Of course, for many in the SNP, social justice always came second to national “liberation” from the English yoke. For the “45” nationalists, it is about identity and ethnic mythology. But for most Scots, who have never felt oppressed by England, do not want separation and were motivated to vote for Ms Sturgeon because of her social democratic principles, this is a wake-up call.
The u-turn on the 50p rate will be a huge disappointment also to the many supporters of Yes Scotland who joined the SNP after 2014. They had already been placed in the invidious position of justifying a halving of Air Passenger Duty – which is a tax break for well off frequent flyers – and also the Scottish Government’s failure to properly reform council tax.
Now they have to follow their leader’s conversion to low tax. I wonder what the SNP MP Mhairi Black, whose maiden speech to the Commons was all about social equity, really thinks of all this. She has to follow the party line.
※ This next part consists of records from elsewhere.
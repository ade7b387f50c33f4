// Copyright (c) 2025 Steve Wagner (ciroque@live.com)
// SPDX-License-Identifier: MIT

//! Observability module for structured logging and tracing.
//!
//! Every log line the engine emits goes through a message struct in
//! [`messages`]. Message types implement `Display` for the human-readable text
//! and [`StructuredLog`](messages::StructuredLog) for the structured `tracing`
//! event, which:
//!
//! * Keeps log wording out of the scheduling code
//! * Gives every event the same field names wherever it is emitted
//! * Lets spans and events for one task share their fields
//!
//! [`TracingHooks`] wires the processor's notification points to these
//! messages and is the default hook set.
//!
//! # Usage
//!
//! ```rust
//! use the_conveyor::observability::messages::task::TaskTimedOut;
//! use the_conveyor::observability::messages::StructuredLog;
//! use std::time::Duration;
//!
//! let msg = TaskTimedOut {
//!     key: 3,
//!     timeout: Duration::from_millis(250),
//! };
//!
//! msg.log();
//! ```

mod hooks;
pub mod messages;

pub use hooks::TracingHooks;
// Copyright (c) 2025 Steve Wagner (ciroque@live.com)
// SPDX-License-Identifier: MIT

use crate::config::consts::DEFAULT_LOG_LEVEL;
use crate::config::{validate_options, ProcessorOptions};
use crate::errors::ConfigurationError;
use serde::Deserialize;
use std::fs;
use std::path::Path;

/// Top-level configuration file for the conveyor binary.
///
/// # Fields
/// * `processor` - Pool tuning (concurrency, pacing, timeout, retry, error budget)
/// * `logging` - Log filter used when `RUST_LOG` is not set
///
/// # Example
/// ```yaml
/// processor:
///   concurrency: 4
///   delay_ms: 50
///   timeout_ms: 1000
///   max_retries: 2
///   retry_delay_ms: 100
///   max_total_errors: 3
/// logging:
///   level: debug
/// ```
#[derive(Debug, Default, Deserialize)]
pub struct Config {
    #[serde(default)]
    pub processor: ProcessorOptions,
    #[serde(default)]
    pub logging: LoggingConfig,
}

/// Logging configuration.
///
/// `level` is any `tracing_subscriber::EnvFilter` directive, e.g. `info` or
/// `the_conveyor=debug,warn`.
#[derive(Debug, Deserialize)]
pub struct LoggingConfig {
    #[serde(default = "default_log_level")]
    pub level: String,
}

impl Default for LoggingConfig {
    fn default() -> Self {
        Self {
            level: default_log_level(),
        }
    }
}

fn default_log_level() -> String {
    DEFAULT_LOG_LEVEL.to_string()
}

/// Load a config from a YAML (`.yaml`/`.yml`) or TOML (`.toml`) file
pub fn load_config<P: AsRef<Path>>(path: P) -> Result<Config, ConfigurationError> {
    let path = path.as_ref();
    let extension = path
        .extension()
        .and_then(|ext| ext.to_str())
        .map(|ext| ext.to_ascii_lowercase());

    let content = fs::read_to_string(path).map_err(|source| ConfigurationError::Io {
        path: path.to_path_buf(),
        source,
    })?;

    match extension.as_deref() {
        Some("yaml") | Some("yml") => Ok(serde_yaml::from_str(&content)?),
        Some("toml") => Ok(toml::from_str(&content)?),
        _ => Err(ConfigurationError::UnsupportedFormat {
            path: path.to_path_buf(),
        }),
    }
}

/// Load a config file and reject options no processor could run with.
pub fn load_and_validate_config<P: AsRef<Path>>(path: P) -> Result<Config, ConfigurationError> {
    let cfg = load_config(path)?;
    validate_options(&cfg.processor)?;
    Ok(cfg)
}

#[cfg(test)]
mod tests {
    use super::*;
    use std::io::Write;
    use std::time::Duration;

    fn write_temp(suffix: &str, content: &str) -> tempfile::NamedTempFile {
        let mut file = tempfile::Builder::new()
            .suffix(suffix)
            .tempfile()
            .unwrap();
        file.write_all(content.as_bytes()).unwrap();
        file
    }

    #[test]
    fn parse_basic_config() {
        let yaml = r#"
processor:
  concurrency: 4
  delay_ms: 100
  max_retries: 2
logging:
  level: debug
"#;

        let cfg: Config = serde_yaml::from_str(yaml).unwrap();
        assert_eq!(cfg.processor.concurrency, 4);
        assert_eq!(cfg.processor.delay, Duration::from_millis(100));
        assert_eq!(cfg.processor.max_retries, 2);
        assert_eq!(cfg.logging.level, "debug");
    }

    #[test]
    fn test_empty_sections_fall_back_to_defaults() {
        let cfg: Config = serde_yaml::from_str("{}").unwrap();
        assert_eq!(cfg.processor, ProcessorOptions::default());
        assert_eq!(cfg.logging.level, "info");
    }

    #[test]
    fn test_load_yaml_file() {
        let file = write_temp(
            ".yaml",
            "processor:\n  concurrency: 2\n  timeout_ms: 500\n",
        );

        let cfg = load_and_validate_config(file.path()).unwrap();
        assert_eq!(cfg.processor.concurrency, 2);
        assert_eq!(cfg.processor.timeout, Duration::from_millis(500));
    }

    #[test]
    fn test_load_toml_file() {
        let file = write_temp(
            ".toml",
            "[processor]\nconcurrency = 3\nretry_delay_ms = 75\nmax_total_errors = 5\n\n[logging]\nlevel = \"warn\"\n",
        );

        let cfg = load_and_validate_config(file.path()).unwrap();
        assert_eq!(cfg.processor.concurrency, 3);
        assert_eq!(cfg.processor.retry_delay, Duration::from_millis(75));
        assert_eq!(cfg.processor.max_total_errors, Some(5));
        assert_eq!(cfg.logging.level, "warn");
    }

    #[test]
    fn test_load_and_validate_rejects_zero_concurrency() {
        let file = write_temp(".yml", "processor:\n  concurrency: 0\n");

        let error = load_and_validate_config(file.path()).unwrap_err();
        assert!(matches!(error, ConfigurationError::InvalidConcurrency { value: 0 }));
    }

    #[test]
    fn test_unknown_extension_rejected() {
        let file = write_temp(".json", "{}");

        let error = load_config(file.path()).unwrap_err();
        assert!(matches!(error, ConfigurationError::UnsupportedFormat { .. }));
    }

    #[test]
    fn test_missing_file_reports_path() {
        let error = load_config("/definitely/not/here.yaml").unwrap_err();
        assert!(matches!(error, ConfigurationError::Io { .. }));
        assert!(error.to_string().contains("/definitely/not/here.yaml"));
    }
}
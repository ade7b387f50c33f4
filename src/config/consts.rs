/// Default number of concurrent workers
pub const DEFAULT_CONCURRENCY: usize = 1;
/// Default sleep between pulls when a streaming source is temporarily empty
pub const DEFAULT_POLL_INTERVAL_MS: u64 = 10;
/// Default `tracing` filter directive for the binary
pub const DEFAULT_LOG_LEVEL: &str = "info";
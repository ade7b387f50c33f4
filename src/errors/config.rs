// Copyright (c) 2025 Steve Wagner (ciroque@live.com)
// SPDX-License-Identifier: MIT

use std::path::PathBuf;
use thiserror::Error;

/// Errors raised while building a processor or loading its configuration.
///
/// Every variant is returned synchronously, before any item is admitted.
#[derive(Debug, Error)]
pub enum ConfigurationError {
    /// Concurrency must allow at least one worker.
    #[error("concurrency must be at least 1 (got {value})")]
    InvalidConcurrency { value: usize },

    /// An error budget of zero would abort before anything could fail.
    #[error("max_total_errors must be at least 1 when set (got {value})")]
    InvalidErrorBudget { value: usize },

    /// The streaming poll interval must be positive.
    #[error("poll_interval_ms must be greater than zero")]
    InvalidPollInterval,

    /// The configuration file could not be read.
    #[error("failed to read configuration file '{}': {source}", path.display())]
    Io {
        path: PathBuf,
        #[source]
        source: std::io::Error,
    },

    #[error("invalid YAML configuration: {0}")]
    Yaml(#[from] serde_yaml::Error),

    #[error("invalid TOML configuration: {0}")]
    Toml(#[from] toml::de::Error),

    /// The file extension is neither YAML nor TOML.
    #[error("unsupported configuration format for '{}' (expected .yaml, .yml or .toml)", path.display())]
    UnsupportedFormat { path: PathBuf },
}
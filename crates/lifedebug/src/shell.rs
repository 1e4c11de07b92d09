// SPDX-FileCopyrightText: 2026 Life Debugger Contributors
// SPDX-License-Identifier: MIT OR Apache-2.0

//! `lifedebug shell` command implementation.
//!
//! Interactive REPL over one [`Session`]: pick an image, a vibe and some
//! context, run the analysis, then chat about the result and tick off the
//! fix steps. Slash commands drive the session; any other line is a chat
//! message.

use std::path::{Path, PathBuf};
use std::str::FromStr;
use std::time::Duration;

use clap::Args;
use colored::Colorize;
use lifedebug_agent::{ImageIntake, Session};
use lifedebug_config::LifeDebugConfig;
use lifedebug_core::{AnalysisVibe, ChatMessage, LifeDebugError};
use rustyline::DefaultEditor;
use rustyline::error::ReadlineError;
use strum::IntoEnumIterator;

use crate::Clients;
use crate::render;

/// Arguments for the interactive shell.
#[derive(Args, Debug)]
pub struct ShellArgs {
    /// Image to preload.
    pub image: Option<PathBuf>,

    /// Persona to start with.
    #[arg(long)]
    pub vibe: Option<AnalysisVibe>,

    /// Context to start with.
    #[arg(long)]
    pub context: Option<String>,
}

const HELP: &str = "\
/image <path>    load an image
/vibe <vibe>     roast, constructive, gentle or efficient
/context <text>  describe the situation (empty clears)
/analyze         run the analysis
/done <n>        toggle fix step n
/report          show the report again
/reset           start over
/quit            exit
anything else    chat about the report";

/// One parsed input line.
#[derive(Debug, Clone, PartialEq, Eq)]
enum ShellCommand {
    Image(PathBuf),
    Vibe(AnalysisVibe),
    Context(String),
    Analyze,
    /// One-based step number.
    Done(usize),
    Report,
    Reset,
    Help,
    Quit,
    Chat(String),
}

fn parse_command(line: &str) -> Result<ShellCommand, String> {
    let line = line.trim();
    let Some(rest) = line.strip_prefix('/') else {
        return Ok(ShellCommand::Chat(line.to_string()));
    };
    let (name, arg) = match rest.split_once(char::is_whitespace) {
        Some((name, arg)) => (name, arg.trim()),
        None => (rest, ""),
    };

    match name {
        "image" if arg.is_empty() => Err("usage: /image <path>".into()),
        "image" => Ok(ShellCommand::Image(PathBuf::from(arg))),
        "vibe" => AnalysisVibe::from_str(arg).map(ShellCommand::Vibe).map_err(|_| {
            let known: Vec<String> = AnalysisVibe::iter().map(|v| v.to_string()).collect();
            format!("unknown vibe `{arg}` (expected one of: {})", known.join(", "))
        }),
        "context" => Ok(ShellCommand::Context(arg.to_string())),
        "analyze" => Ok(ShellCommand::Analyze),
        "done" => match arg.parse::<usize>() {
            Ok(n) if n >= 1 => Ok(ShellCommand::Done(n)),
            _ => Err("usage: /done <step number, starting at 1>".into()),
        },
        "report" => Ok(ShellCommand::Report),
        "reset" => Ok(ShellCommand::Reset),
        "help" => Ok(ShellCommand::Help),
        "quit" | "exit" => Ok(ShellCommand::Quit),
        other => Err(format!("unknown command `/{other}` (try /help)")),
    }
}

/// Run the `lifedebug shell` command.
pub async fn run_shell(config: &LifeDebugConfig, args: ShellArgs) -> Result<(), LifeDebugError> {
    let clients = Clients::from_config(config)?;
    let quote_interval = Duration::from_millis(config.ui.ticker_interval_ms);
    let mut session = Session::new(config.agent.default_vibe);

    if let Some(vibe) = args.vibe {
        session.set_vibe(vibe)?;
    }
    if let Some(context) = args.context {
        session.set_context(context)?;
    }
    if let Some(path) = args.image
        && let Err(e) = load_image(&mut session, &path).await
    {
        eprintln!("{}: {e}", "error".red());
    }

    let mut rl = DefaultEditor::new()
        .map_err(|e| LifeDebugError::Internal(format!("failed to initialize readline: {e}")))?;

    println!("{}", "life debugger".bold().green());
    println!(
        "Type {} for commands, {} to exit.\n",
        "/help".yellow(),
        "/quit".yellow()
    );

    let prompt = format!("{}> ", config.agent.name.green());
    loop {
        match rl.readline(&prompt) {
            Ok(line) => {
                let trimmed = line.trim();
                if trimmed.is_empty() {
                    continue;
                }
                let _ = rl.add_history_entry(&line);

                let command = match parse_command(trimmed) {
                    Ok(ShellCommand::Quit) => break,
                    Ok(command) => command,
                    Err(usage) => {
                        eprintln!("{}", usage.yellow());
                        continue;
                    }
                };

                if let Err(e) = handle_command(
                    &mut session,
                    &clients,
                    quote_interval,
                    &config.agent.name,
                    command,
                )
                .await
                {
                    eprintln!("{}: {e}", "error".red());
                }
            }
            Err(ReadlineError::Interrupted) | Err(ReadlineError::Eof) => break,
            Err(e) => {
                eprintln!("{}: {e}", "error".red());
                break;
            }
        }
    }

    println!("{}", "goodbye".dimmed());
    Ok(())
}

async fn load_image(session: &mut Session, path: &Path) -> Result<(), LifeDebugError> {
    let image = ImageIntake::from_path(path).await?;
    let mime_type = image.mime_type.clone();
    session.select_image(image)?;
    println!("loaded {} ({mime_type})", path.display());
    Ok(())
}

/// Applies one command to the session and prints the outcome.
async fn handle_command(
    session: &mut Session,
    clients: &Clients,
    quote_interval: Duration,
    agent_name: &str,
    command: ShellCommand,
) -> Result<(), LifeDebugError> {
    match command {
        ShellCommand::Image(path) => load_image(session, &path).await?,
        ShellCommand::Vibe(vibe) => {
            session.set_vibe(vibe)?;
            println!("vibe: {} ({})", vibe.label().magenta(), vibe.description());
        }
        ShellCommand::Context(context) => {
            session.set_context(context)?;
            println!("{}", "context updated".dimmed());
        }
        ShellCommand::Analyze => {
            let outcome = render::with_loading_spinner(
                quote_interval,
                session.run_analysis(&clients.report),
            )
            .await;
            if let Err(e) = outcome {
                if let Some(banner) = session.error_banner() {
                    eprintln!("{}", banner.red().bold());
                }
                return Err(e);
            }
            print_report(session)?;
            if let Some(seed) = session.transcript().first() {
                println!("{}", render::render_chat_line(seed, agent_name));
            }
        }
        ShellCommand::Done(step) => {
            session.toggle_step(step - 1)?;
            let steps = session
                .report()
                .map(|r| r.step_by_step_fix.as_slice())
                .unwrap_or_default();
            print!("{}", render::render_steps(steps, session.checklist()));
            println!("{}", format!("{}% done", session.progress_percent()).dimmed());
        }
        ShellCommand::Report => print_report(session)?,
        ShellCommand::Reset => {
            session.reset()?;
            println!("{}", "session cleared".dimmed());
        }
        ShellCommand::Help => println!("{HELP}"),
        ShellCommand::Chat(text) => {
            let reply = render::with_loading_spinner(
                quote_interval,
                session.run_chat(&clients.chat, &text),
            )
            .await?;
            println!(
                "{}",
                render::render_chat_line(&ChatMessage::model(reply), agent_name)
            );
        }
        // Handled by the REPL loop.
        ShellCommand::Quit => {}
    }
    Ok(())
}

fn print_report(session: &Session) -> Result<(), LifeDebugError> {
    let report = session
        .report()
        .ok_or_else(|| LifeDebugError::invalid_input("no report yet; run /analyze first"))?;
    println!(
        "{}",
        render::render_report(report, session.vibe(), session.checklist())
    );
    Ok(())
}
But what does she tell her Paisley constituents? “Eh, the rich don’t like paying taxes, so we’re not going to try”.
This is a critical moment for the SNP. There has always been a strand of economic conservatism in the party and a weakness for financiers. Remember Alex Salmond leaping to the defence of the Scottish banks in 2008 back in the days when he hoped Scotland could emulate the banker-led “tiger” economies like Ireland and Iceland? That didn’t end well.
The SNP is now so confident of its political hegemony that it can park its conscience. But its leaders are mistaken in believing that the 2015 tsunami was all their own work. It was the result of the referendum campaign, which galvanised the working classes with the belief that, for once, voting could actually change something. It will be tragic if they discover they have just voted for more of the same.